How to complete this task:
Retype every line of the data, keeping each word exactly.

─── Data provided

// Copyright (C) 2026 Core Services Team This program is free software: you
// can redistribute it and/or modify it under the terms of the GNU General
// Public License as published by the Free Software Foundation, version 3.
//
// This program is distributed in the hope that it will be useful, but WITHOUT
// ANY WARRANTY; without even the implied warranty of MERCHANTABILITY or
// FITNESS FOR A PARTICULAR PURPOSE. See the GNU General Public License for
// more details.
//
// You should have received a copy of the GNU General Public License along
// with this program. If not, see <https://www.gnu.org/licenses/>.
//

//! Identity resolution: the persistent auth table, the transient grant
//! table, the external directory oracle, and the ZAP handler that ties them
//! together.

pub mod credentials;
pub mod directory;
pub mod transient;
pub mod zap;

pub use credentials::CredentialStore;
pub use directory::DirectoryOracle;
pub use transient::TransientGrantTable;
pub use zap::ZapHandler;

──────

Output of the task:
// Copyright (C) 2026 Core Services Team This program is free software: you
// can redistribute it and/or modify it under the terms of the GNU General
// Public License as published by the Free Software Foundation, version 3.
//
// This program is distributed in the hope that it will be useful, but WITHOUT
// ANY WARRANTY; without even the implied warranty of MERCHANTABILITY or
// FITNESS FOR A PARTICULAR PURPOSE. See the GNU General Public License for
// more details.
//
// You should have received a copy of the GNU General Public License along
// with this program. If not, see <https://www.gnu.org/licenses/>.
//

//! Identity resolution: the persistent auth table, the transient grant
//! table, the external directory oracle, and the ZAP handler that ties them
//! together.

pub mod credentials;
pub mod directory;
pub mod transient;
pub mod zap;

pub use credentials::CredentialStore;
pub use directory::DirectoryOracle;
pub use transient::TransientGrantTable;
pub use zap::ZapHandler;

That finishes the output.